Things reached a boil later in the semester. During the Thanksgiving holiday, someone set fire to the school, reducing the main academic wing to rubble (no one has been arrested, and though a link between what was ruled an arson and the racial discord hasn't been proved, many suspect there is one). The following day, Bailey was punched and beaten with beer bottles when he tried to enter a mostly white party in town. The white kid who threw the first punch was later charged with simple battery and given probation. The next day, Bailey ran into a young white man who was at the party. Bailey and parents of the Jena Six say that when the man pulled a gun on him, he tangled with him and stripped it away. He was later charged with theft of a firearm.
The tension culminated back at school the following Monday. Justin Barker, a white student who says he is friends with the kids who hung the nooses, reportedly taunted Bailey at lunch (Barker denies this). A while later, an African-American student allegedly punched Barker from behind, knocking him unconscious. Then, say white witnesses, a group of black students that included Bailey continued to assault Barker, kicking and stomping on him. (Jena High student Justin Purvis and other black witnesses dispute this.) Barker, who was treated for injuries at a nearby hospital, was released later that day, apparently in strong enough shape to attend a class-ring ceremony that evening.
We know the rest. The white boys got suspended, the black boys got charged with attempted murder.
Yesterday in Alexandria, Louisiana, a driver hung nooses from his truck and drove through an area where protesters were gathering to drive to Jena. The ugliness of this country is coming to the fore during this unfortunate incident. Good. It needs to be out in the open so we can deal with it, instead of tucked away somewhere.
UPDATE: What an a-hole:
O"REILLY: You know, I was up in Harlem a few weeks ago, and I actually had dinner with Al Sharpton, who is a very, very interesting guy. And he comes on The Factor a lot, and then I treated him to dinner, because he's made himself available to us, and I felt that I wanted to take him up there. And we went to Sylvia's, a very famous restaurant in Harlem. I had a great time, and all the people up there are tremendously respectful. They all watch The Factor. You know, when Sharpton and I walked in, it was like a big commotion and everything, but everybody was very nice.
And I couldn't get over the fact that there was no difference between Sylvia's restaurant and any other restaurant in New York City. I mean, it was exactly the same, even though it's run by blacks, primarily black patronship. It was the same, and that's really what this society's all about now here in the U.S.A. There's no difference. There's no difference. There may be a cultural entertainment -- people may gravitate toward different cultural entertainment, but you go down to Little Italy, and you're gonna have that. It has nothing to do with the color of anybody's skin [...]

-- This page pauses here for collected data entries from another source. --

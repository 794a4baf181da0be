//! Integration tests for circuit breakers shared between concurrent callers.

use std::sync::Arc;
use std::sync::atomic::{AtomicUsize, Ordering};
use std::time::Duration;

use circuit_breaker::{BreakerRegistry, CircuitBreakerConfig, CircuitBreakerError, CircuitState};
use futures_util::future::join_all;

fn config(failure_threshold: u32, success_threshold: u32) -> CircuitBreakerConfig {
    CircuitBreakerConfig::new(failure_threshold, success_threshold, Duration::from_secs(30))
        .unwrap()
}

#[tokio::test]
async fn test_concurrent_failures_open_shared_breaker() {
    let mut registry = BreakerRegistry::new();
    let breaker = registry.register("payment", config(5, 1)).unwrap();

    let handles: Vec<_> = (0..10)
        .map(|_| {
            let breaker = Arc::clone(&breaker);
            tokio::spawn(async move {
                breaker
                    .call(|| async { Err::<(), _>("gateway timeout") })
                    .await
            })
        })
        .collect();

    let mut attempted = 0;
    let mut rejected = 0;
    for handle in handles {
        match handle.await.unwrap() {
            Err(CircuitBreakerError::Inner(_)) => attempted += 1,
            Err(CircuitBreakerError::Open { .. }) => rejected += 1,
            Ok(()) => panic!("operation cannot succeed"),
        }
    }

    assert_eq!(attempted + rejected, 10);
    assert!(attempted >= 5);
    assert_eq!(breaker.state(), CircuitState::Open);
}

#[tokio::test]
async fn test_breakers_are_isolated_per_dependency() {
    let mut registry = BreakerRegistry::new();
    let payment = registry.register("payment", config(2, 1)).unwrap();
    let inventory = registry.register("inventory", config(2, 1)).unwrap();

    for _ in 0..2 {
        let _ = payment.call(|| async { Err::<(), _>("declined") }).await;
    }

    assert_eq!(payment.state(), CircuitState::Open);
    assert_eq!(inventory.state(), CircuitState::Closed);
    assert!(inventory.call(|| async { Ok::<_, &str>(7) }).await.is_ok());
}

#[tokio::test(start_paused = true)]
async fn test_concurrent_half_open_probes_all_let_through() {
    let mut registry = BreakerRegistry::new();
    let breaker = registry.register("shipping", config(1, 3)).unwrap();
    let _ = breaker.call(|| async { Err::<(), _>("down") }).await;
    assert_eq!(breaker.state(), CircuitState::Open);

    tokio::time::advance(Duration::from_secs(31)).await;

    let calls = AtomicUsize::new(0);
    let probes = (0..3).map(|_| {
        breaker.call(|| async {
            calls.fetch_add(1, Ordering::SeqCst);
            tokio::task::yield_now().await;
            Ok::<_, &str>(())
        })
    });
    let results = join_all(probes).await;

    assert!(results.iter().all(Result::is_ok));
    assert_eq!(calls.load(Ordering::SeqCst), 3);
    assert_eq!(breaker.state(), CircuitState::Closed);
}

#[tokio::test(start_paused = true)]
async fn test_full_cycle_closed_open_half_open_closed() {
    let mut registry = BreakerRegistry::new();
    let breaker = registry.register("inventory", config(2, 2)).unwrap();

    for _ in 0..2 {
        let _ = breaker.call(|| async { Err::<(), _>("refused") }).await;
    }
    assert_eq!(breaker.state(), CircuitState::Open);

    tokio::time::advance(Duration::from_secs(31)).await;
    breaker.call(|| async { Ok::<_, &str>(()) }).await.unwrap();
    assert_eq!(breaker.state(), CircuitState::HalfOpen);

    breaker.call(|| async { Ok::<_, &str>(()) }).await.unwrap();
    assert_eq!(breaker.state(), CircuitState::Closed);

    let snapshots = registry.snapshots();
    assert_eq!(snapshots.len(), 1);
    assert_eq!(snapshots[0].failure_count, 0);
}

O'REILLY: That's right. That's right. There wasn't one person in Sylvia's who was screaming, "M-Fer, I want more iced tea."
WILLIAMS: Please --
O'REILLY: You know, I mean, everybody was -- it was like going into an Italian restaurant in an all-white suburb in the sense of people were sitting there, and they were ordering and having fun. And there wasn't any kind of craziness at all.
Black people don't shoot each other while eating!!!!